Exercise description: For each line below that contains the word "trabajo", return that line.

Listed entries:
━━━━━━
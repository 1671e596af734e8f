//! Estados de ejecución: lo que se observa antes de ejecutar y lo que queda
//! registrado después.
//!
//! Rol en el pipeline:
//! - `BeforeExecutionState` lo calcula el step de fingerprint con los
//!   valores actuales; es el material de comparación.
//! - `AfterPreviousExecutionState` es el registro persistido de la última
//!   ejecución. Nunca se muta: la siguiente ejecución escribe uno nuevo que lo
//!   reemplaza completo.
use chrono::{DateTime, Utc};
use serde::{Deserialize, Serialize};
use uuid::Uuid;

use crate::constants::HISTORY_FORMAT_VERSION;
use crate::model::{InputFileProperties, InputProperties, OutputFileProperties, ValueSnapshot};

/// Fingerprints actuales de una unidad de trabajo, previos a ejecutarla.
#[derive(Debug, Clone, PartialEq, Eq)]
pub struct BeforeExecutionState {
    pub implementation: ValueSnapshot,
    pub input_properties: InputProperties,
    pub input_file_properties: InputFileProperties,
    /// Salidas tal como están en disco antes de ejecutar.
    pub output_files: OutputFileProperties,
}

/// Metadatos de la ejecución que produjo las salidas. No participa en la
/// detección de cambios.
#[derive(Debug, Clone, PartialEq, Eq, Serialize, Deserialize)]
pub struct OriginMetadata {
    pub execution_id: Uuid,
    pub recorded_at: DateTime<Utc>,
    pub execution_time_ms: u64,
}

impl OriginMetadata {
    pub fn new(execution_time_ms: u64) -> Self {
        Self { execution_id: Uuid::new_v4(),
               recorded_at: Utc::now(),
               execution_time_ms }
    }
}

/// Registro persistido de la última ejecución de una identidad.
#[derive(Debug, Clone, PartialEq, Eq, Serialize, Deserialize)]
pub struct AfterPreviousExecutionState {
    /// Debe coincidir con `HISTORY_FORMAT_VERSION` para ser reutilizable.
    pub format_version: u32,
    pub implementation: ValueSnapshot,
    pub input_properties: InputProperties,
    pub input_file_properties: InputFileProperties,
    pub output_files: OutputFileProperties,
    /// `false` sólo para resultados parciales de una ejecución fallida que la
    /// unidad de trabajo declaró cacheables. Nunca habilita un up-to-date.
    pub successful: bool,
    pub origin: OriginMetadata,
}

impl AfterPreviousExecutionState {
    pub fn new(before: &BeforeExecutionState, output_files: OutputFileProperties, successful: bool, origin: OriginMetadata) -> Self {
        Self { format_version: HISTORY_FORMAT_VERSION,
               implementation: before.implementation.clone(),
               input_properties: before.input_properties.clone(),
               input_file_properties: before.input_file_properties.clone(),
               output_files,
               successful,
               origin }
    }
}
━━━━━━
Expected answer:
/// Fingerprints actuales de una unidad de trabajo, previos a ejecutarla.
    /// unidad de trabajo declaró cacheables. Nunca habilita un up-to-date.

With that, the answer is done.